CNBC has started to use term "goldilocks economy" again for the first time since 2008, and bullish sentiment on Wall Street has reached multi-year highs.
It might make you think that all is well in the global economy.
But a casual glance around the industrialized world would change your mind.
We aren't just talking Greece and Portugal anymore. The "core" nations of the Euro, Germany and Italy and France, are also slipping into recession, as is Netherlands.
Outside of the Euro, things aren't much different.
The official figures were the fourth quarter of negative growth in the last five and mean that the UK flatlined for last year as a whole – posting zero growth.But don't worry. Leading economists (you know, the same guys who failed to predict the 2008 crash) are predicting that UK will avoid a triple-dip recession.
The economy is smaller than it was in September 2011 and still 3.3pc below its pre-crisis peak.
Making matters worse, there was scant evidence in the data that the economy is rebalancing from consumption to manufacturing. Output by Britain’s factories fell by 1.5pc in the quarter and by 1.8pc for the year as a whole – the first annual decline since 2009.
OK. So Europe is a disaster. But what about the rest of the industrialized world?
Let's look at the other side of the world - Japan.
Also, very ungood.
In fact, while the stock and bond markets (even those in Europe) are booming, the real economy for almost the entire industrialized world is deteriorating, especially for the young.
Now it's only fair that I qualify this diary by saying that there is one other G7 nation other than America that isn't in recession - Canada.
But like the U.S., Canada's economy isn't exactly booming either.

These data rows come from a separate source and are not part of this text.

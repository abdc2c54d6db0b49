//! SessionStone CLI - demo server and store maintenance.
//!
//! ```bash
//! sessionstone serve --port 3000
//! curl -c jar -b jar http://127.0.0.1:3000/
//! ```
//!
//! See `sessionstone --help` for all available commands and options.

mod app;
mod server;

use anyhow::Context;
use clap::{Parser, Subcommand};
use sessionstone_core::config::{SessionStoneConfig, DEFAULT_CONFIG_FILE};
use sessionstone_core::session::Store;
use std::path::PathBuf;

#[derive(Parser)]
#[command(name = "sessionstone", about = "SessionStone session demo server", version)]
struct Cli {
    /// Configuration file
    #[arg(long, short, global = true, default_value = DEFAULT_CONFIG_FILE)]
    config: PathBuf,

    #[command(subcommand)]
    command: Commands,
}

#[derive(Subcommand)]
enum Commands {
    /// Serve the demo application
    Serve {
        /// Listen address
        #[arg(long, default_value = "127.0.0.1")]
        host: String,

        /// Listen port
        #[arg(long, short, default_value_t = 3000)]
        port: u16,
    },

    /// Remove expired sessions from the configured store once
    Gc,

    /// Validate and print the resolved configuration
    CheckConfig,
}

#[tokio::main]
async fn main() {
    let cli = Cli::parse();

    if let Err(e) = run(cli).await {
        eprintln!("Error: {:#}", e);
        std::process::exit(1);
    }
}

async fn run(cli: Cli) -> anyhow::Result<()> {
    let config = SessionStoneConfig::load_from(&cli.config)?;

    env_logger::Builder::new()
        .filter_level(config.logging.level_filter())
        .parse_default_env()
        .init();

    config.validate()?;

    match cli.command {
        Commands::Serve { host, port } => {
            let addr = format!("{}:{}", host, port)
                .parse()
                .with_context(|| format!("Invalid listen address {}:{}", host, port))?;
            server::serve(addr, &config).await
        }
        Commands::Gc => {
            let store = server::open_store(&config.store)?;
            let removed = store.gc().await?;
            println!("Removed {} expired sessions", removed);
            Ok(())
        }
        Commands::CheckConfig => {
            println!("{:#?}", redacted(config));
            Ok(())
        }
    }
}

/// Configuration as it was resolved, with the secret masked
fn redacted(mut config: SessionStoneConfig) -> SessionStoneConfig {
    if !config.sessions.secret.is_empty() {
        config.sessions.secret = "<redacted>".to_string();
    }
    config
}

Canada has been able to plod along thus far, yet is ill-poised to handle external shocks. Expectations are muted: the recent consensus among economists surveyed by Bloomberg was that our GDP should expand by a meager 1.8% in 2013, a pace commonly known as “stall speed.” As a leading trading nation, we are dependent on global demand for crude oil, metals and manufactured goods. If global commodity demand dips— something that looks increasingly likely— you could kiss today’s predictions of razor thin GDP growth goodbye.In 2011, exports from the U.S. totalled $2.1 Trillion and accounted for 13.8% of our GDP. If the world economy continues to slide, what are the chances that we will continue to avoid a recession? What are the chances that the booming stock market will continue to boom?